**What the exercise asks**
Only lines that contain the word "impl" are to be returned from the data below.
+++
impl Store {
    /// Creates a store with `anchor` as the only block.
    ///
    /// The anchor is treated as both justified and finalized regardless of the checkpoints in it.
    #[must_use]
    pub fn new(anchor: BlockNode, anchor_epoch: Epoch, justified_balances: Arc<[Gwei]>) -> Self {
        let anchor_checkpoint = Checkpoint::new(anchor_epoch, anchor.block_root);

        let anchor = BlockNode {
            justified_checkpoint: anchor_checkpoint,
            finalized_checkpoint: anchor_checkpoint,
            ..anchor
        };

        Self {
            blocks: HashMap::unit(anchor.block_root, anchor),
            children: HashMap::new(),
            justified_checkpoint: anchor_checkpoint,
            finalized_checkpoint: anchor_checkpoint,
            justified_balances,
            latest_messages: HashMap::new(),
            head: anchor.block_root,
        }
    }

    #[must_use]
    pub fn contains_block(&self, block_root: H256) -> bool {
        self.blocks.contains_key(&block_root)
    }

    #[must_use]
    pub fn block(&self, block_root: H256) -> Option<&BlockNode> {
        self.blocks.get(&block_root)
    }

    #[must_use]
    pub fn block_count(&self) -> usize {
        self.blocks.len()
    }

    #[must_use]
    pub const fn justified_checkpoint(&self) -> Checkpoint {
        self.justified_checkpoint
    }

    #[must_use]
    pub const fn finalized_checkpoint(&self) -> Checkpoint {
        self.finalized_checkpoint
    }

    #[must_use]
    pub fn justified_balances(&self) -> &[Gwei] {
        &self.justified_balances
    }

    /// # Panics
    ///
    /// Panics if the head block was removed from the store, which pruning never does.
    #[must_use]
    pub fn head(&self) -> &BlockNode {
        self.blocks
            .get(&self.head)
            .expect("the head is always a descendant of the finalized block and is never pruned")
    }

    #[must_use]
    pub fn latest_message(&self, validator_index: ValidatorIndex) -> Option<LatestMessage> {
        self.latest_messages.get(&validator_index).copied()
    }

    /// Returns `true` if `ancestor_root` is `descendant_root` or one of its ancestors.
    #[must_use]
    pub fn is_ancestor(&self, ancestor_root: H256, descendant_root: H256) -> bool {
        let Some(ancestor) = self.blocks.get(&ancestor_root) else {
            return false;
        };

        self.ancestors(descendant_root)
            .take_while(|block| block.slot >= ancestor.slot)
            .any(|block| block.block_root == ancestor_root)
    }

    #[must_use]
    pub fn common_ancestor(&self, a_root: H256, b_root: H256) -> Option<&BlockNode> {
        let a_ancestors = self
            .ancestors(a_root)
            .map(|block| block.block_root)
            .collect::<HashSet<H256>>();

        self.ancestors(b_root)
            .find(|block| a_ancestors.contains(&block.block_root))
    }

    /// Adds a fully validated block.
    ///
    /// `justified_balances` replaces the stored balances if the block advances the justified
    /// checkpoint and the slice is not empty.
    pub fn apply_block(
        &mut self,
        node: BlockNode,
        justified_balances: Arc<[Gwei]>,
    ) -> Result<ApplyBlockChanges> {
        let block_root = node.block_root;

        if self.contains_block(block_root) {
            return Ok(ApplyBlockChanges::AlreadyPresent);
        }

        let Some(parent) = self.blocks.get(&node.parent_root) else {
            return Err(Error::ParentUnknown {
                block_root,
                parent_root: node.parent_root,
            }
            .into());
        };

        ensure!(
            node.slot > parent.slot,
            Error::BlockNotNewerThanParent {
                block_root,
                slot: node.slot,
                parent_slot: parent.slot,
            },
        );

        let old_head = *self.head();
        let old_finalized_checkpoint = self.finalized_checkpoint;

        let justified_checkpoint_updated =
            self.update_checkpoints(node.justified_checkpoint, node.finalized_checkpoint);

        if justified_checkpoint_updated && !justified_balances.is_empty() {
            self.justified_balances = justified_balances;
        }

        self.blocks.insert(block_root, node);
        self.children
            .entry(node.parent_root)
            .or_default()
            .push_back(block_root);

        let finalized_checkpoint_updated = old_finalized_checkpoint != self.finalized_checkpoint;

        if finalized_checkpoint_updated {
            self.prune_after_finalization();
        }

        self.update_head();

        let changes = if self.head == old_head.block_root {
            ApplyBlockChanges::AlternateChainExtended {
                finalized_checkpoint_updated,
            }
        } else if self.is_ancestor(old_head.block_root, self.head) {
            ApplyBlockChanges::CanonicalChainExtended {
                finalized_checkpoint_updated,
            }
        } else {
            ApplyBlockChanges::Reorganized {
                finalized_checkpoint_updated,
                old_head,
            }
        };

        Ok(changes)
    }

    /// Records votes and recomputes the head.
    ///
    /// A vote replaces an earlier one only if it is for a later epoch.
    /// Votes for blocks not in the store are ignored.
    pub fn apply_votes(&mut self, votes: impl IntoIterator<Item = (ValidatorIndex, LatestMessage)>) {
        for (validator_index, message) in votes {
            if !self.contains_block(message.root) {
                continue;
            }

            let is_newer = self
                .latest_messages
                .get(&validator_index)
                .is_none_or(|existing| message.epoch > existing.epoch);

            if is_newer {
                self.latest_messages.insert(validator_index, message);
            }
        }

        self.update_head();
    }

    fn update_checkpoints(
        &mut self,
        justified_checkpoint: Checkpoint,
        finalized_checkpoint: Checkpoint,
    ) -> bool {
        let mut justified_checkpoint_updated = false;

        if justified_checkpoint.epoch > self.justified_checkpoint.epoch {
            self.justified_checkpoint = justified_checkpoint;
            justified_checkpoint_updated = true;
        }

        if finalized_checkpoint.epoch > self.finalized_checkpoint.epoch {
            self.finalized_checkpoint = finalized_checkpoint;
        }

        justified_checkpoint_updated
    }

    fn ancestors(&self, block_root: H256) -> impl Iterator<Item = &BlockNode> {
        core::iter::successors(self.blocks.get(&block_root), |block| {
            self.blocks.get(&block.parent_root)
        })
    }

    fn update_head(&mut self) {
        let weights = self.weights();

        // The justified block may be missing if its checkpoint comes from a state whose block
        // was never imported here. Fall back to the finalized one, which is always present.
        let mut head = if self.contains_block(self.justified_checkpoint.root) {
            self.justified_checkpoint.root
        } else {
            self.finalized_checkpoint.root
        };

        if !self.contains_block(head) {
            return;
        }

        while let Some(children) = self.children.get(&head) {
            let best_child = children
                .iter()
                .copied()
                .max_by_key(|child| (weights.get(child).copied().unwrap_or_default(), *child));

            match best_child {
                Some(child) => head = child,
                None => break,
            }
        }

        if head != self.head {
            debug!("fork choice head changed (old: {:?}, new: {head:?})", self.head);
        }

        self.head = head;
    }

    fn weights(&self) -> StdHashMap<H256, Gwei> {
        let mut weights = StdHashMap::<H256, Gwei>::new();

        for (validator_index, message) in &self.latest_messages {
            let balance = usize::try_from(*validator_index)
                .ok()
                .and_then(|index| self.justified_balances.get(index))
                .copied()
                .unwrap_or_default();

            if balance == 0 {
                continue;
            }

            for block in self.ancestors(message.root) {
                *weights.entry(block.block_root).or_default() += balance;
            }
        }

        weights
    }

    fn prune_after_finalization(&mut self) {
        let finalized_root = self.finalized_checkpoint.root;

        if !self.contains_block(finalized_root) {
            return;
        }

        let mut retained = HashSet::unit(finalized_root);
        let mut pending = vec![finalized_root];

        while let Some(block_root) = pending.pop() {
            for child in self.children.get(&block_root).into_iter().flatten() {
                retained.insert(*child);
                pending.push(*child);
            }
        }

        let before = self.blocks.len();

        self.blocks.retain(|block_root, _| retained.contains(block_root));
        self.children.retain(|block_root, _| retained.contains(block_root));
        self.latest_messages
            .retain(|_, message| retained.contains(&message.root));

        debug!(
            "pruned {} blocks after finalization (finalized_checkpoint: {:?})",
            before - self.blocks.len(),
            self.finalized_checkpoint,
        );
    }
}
+++
**Answer box**
impl Store {
    pub fn apply_votes(&mut self, votes: impl IntoIterator<Item = (ValidatorIndex, LatestMessage)>) {
    fn ancestors(&self, block_root: H256) -> impl Iterator<Item = &BlockNode> {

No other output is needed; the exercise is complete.